Comment 5 for bug 1102177

Revision history for this message
William Grant (wgrant) wrote : Re: [Bug 1102177] Re: URI() does not encode properly with percent-encoding

On 21/01/13 20:07, Xan wrote:
> What do you mean?
>
> Are lazr.URI('http://en.wikipedia.org/wiki/Operators_in_C_and_C%2B%2B')
> and lazr_uri.URI('http://en.wikipedia.org/wiki/Operators_in_C_and_C++')
> equivalent?

+ is a reserved character.
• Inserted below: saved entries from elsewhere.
//! WebSocket Connection Hub
//!
//! Tracks every live connection and owns the outbound queue of each one.
//! Channels never touch sockets directly; they reach subscribers through the
//! [`Transport`] implemented here, keyed by [`ConnectionId`].

use std::collections::HashMap;
use std::fmt;
use std::sync::{PoisonError, RwLock, RwLockReadGuard, RwLockWriteGuard};
use thiserror::Error;
use tokio::sync::mpsc;
use uuid::Uuid;

/// Unique identifier for a WebSocket connection
#[derive(Debug, Clone, Copy, PartialEq, Eq, Hash, PartialOrd, Ord)]
pub struct ConnectionId(Uuid);

impl ConnectionId {
    pub fn new() -> Self {
        Self(Uuid::new_v4())
    }
}

impl Default for ConnectionId {
    fn default() -> Self {
        Self::new()
    }
}

impl fmt::Display for ConnectionId {
    fn fmt(&self, f: &mut fmt::Formatter<'_>) -> fmt::Result {
        self.0.fmt(f)
    }
}

/// Work item for a connection's writer task
#[derive(Debug, Clone, PartialEq, Eq)]
pub enum Outbound {
    /// Binary protocol message
    Binary(Vec<u8>),
    /// Close the connection with a reason
    Close { reason: String },
}

/// Delivery of encoded messages to a single connection
pub trait Transport: Send + Sync {
    fn send(&self, id: ConnectionId, data: &[u8]) -> Result<(), SendError>;
}

/// Configuration for the connection hub
#[derive(Debug, Clone)]
pub struct HubConfig {
    /// Maximum number of concurrent connections
    pub max_connections: usize,
}

impl Default for HubConfig {
    fn default() -> Self {
        Self {
            max_connections: 1000,
        }
    }
}

/// Handle for sending messages to a specific connection
pub struct ConnectionHandle {
    /// Channel sender drained by the connection's writer task
    pub sender: mpsc::UnboundedSender<Outbound>,
}

/// Registry of live connections
pub struct ConnectionHub {
    /// Active connections: ConnectionId → ConnectionHandle
    connections: RwLock<HashMap<ConnectionId, ConnectionHandle>>,
    config: HubConfig,
}

impl ConnectionHub {
    /// Create a new connection hub
    pub fn new(config: HubConfig) -> Self {
        Self {
            connections: RwLock::new(HashMap::new()),
            config,
        }
    }

    /// Register a new connection
    ///
    /// Returns the connection ID on success, or an error if the connection
    /// limit has been reached.
    pub fn register(
        &self,
        sender: mpsc::UnboundedSender<Outbound>,
    ) -> Result<ConnectionId, HubError> {
        let mut connections = self.write();
        if connections.len() >= self.config.max_connections {
            return Err(HubError::TooManyConnections(self.config.max_connections));
        }

        let id = ConnectionId::new();
        connections.insert(id, ConnectionHandle { sender });

        tracing::info!(connection_id = %id, "WebSocket connected");
        Ok(id)
    }

    /// Forget a connection. Returns false if it was not registered.
    pub fn unregister(&self, id: ConnectionId) -> bool {
        let removed = self.write().remove(&id).is_some();
        if removed {
            tracing::info!(connection_id = %id, "WebSocket disconnected");
        }
        removed
    }

    /// Queue an outbound item for a specific connection
    pub fn send_to(&self, id: ConnectionId, item: Outbound) -> Result<(), SendError> {
        let connections = self.read();
        let handle = connections
            .get(&id)
            .ok_or(SendError::ConnectionNotFound(id))?;

        handle
            .sender
            .send(item)
            .map_err(|_| SendError::ConnectionClosed(id))
    }

    /// Ask every live connection to close with `reason`.
    ///
    /// Connections stay registered until their handler observes the close.
    /// Returns the number of connections notified.
    pub fn close_all(&self, reason: &str) -> usize {
        let connections = self.read();
        let mut notified = 0;

        for (id, handle) in connections.iter() {
            let close = Outbound::Close {
                reason: reason.to_string(),
            };
            match handle.sender.send(close) {
                Ok(()) => notified += 1,
                Err(_) => {
                    tracing::debug!(connection_id = %id, "Connection already closing");
                }
            }
        }

        notified
    }

    /// Get the current connection count
    pub fn connection_count(&self) -> usize {
        self.read().len()
    }

    pub fn contains(&self, id: ConnectionId) -> bool {
        self.read().contains_key(&id)
    }

    fn read(&self) -> RwLockReadGuard<'_, HashMap<ConnectionId, ConnectionHandle>> {
        self.connections.read().unwrap_or_else(PoisonError::into_inner)
    }

    fn write(&self) -> RwLockWriteGuard<'_, HashMap<ConnectionId, ConnectionHandle>> {
        self.connections.write().unwrap_or_else(PoisonError::into_inner)
    }
}

impl Transport for ConnectionHub {
    fn send(&self, id: ConnectionId, data: &[u8]) -> Result<(), SendError> {
        self.send_to(id, Outbound::Binary(data.to_vec()))
    }
}

/// Errors that can occur while registering connections
#[derive(Debug, Error)]
pub enum HubError {
    #[error("Too many connections (limit: {0})")]
    TooManyConnections(usize),

    #[error("Server is not accepting connections")]
    NotAccepting,
}

/// Errors that can occur while sending to a connection
#[derive(Debug, Error)]
pub enum SendError {
    #[error("Connection not found: {0}")]
    ConnectionNotFound(ConnectionId),

    #[error("Connection closed: {0}")]
    ConnectionClosed(ConnectionId),
}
From RFC 3986 section 2.2 "Reserved Characters":

"""
   Percent-
   encoding a reserved character, or decoding a percent-encoded octet
   that corresponds to a reserved character, will change how the URI is
   interpreted by most applications.
"""

From RFC 2616 section 3.2.3 "URI Comparison" (note that RFC 3986
supersedes the referenced RFC 2396):

"""
   Characters other than those in the "reserved" and "unsafe" sets (see
   RFC 2396 [42]) are equivalent to their ""%" HEX HEX" encoding.
"""

So, no, those two are not equivalent. "+" is a reserved character, so it
cannot be translated to or from "%2B" without changing the URL's meaning.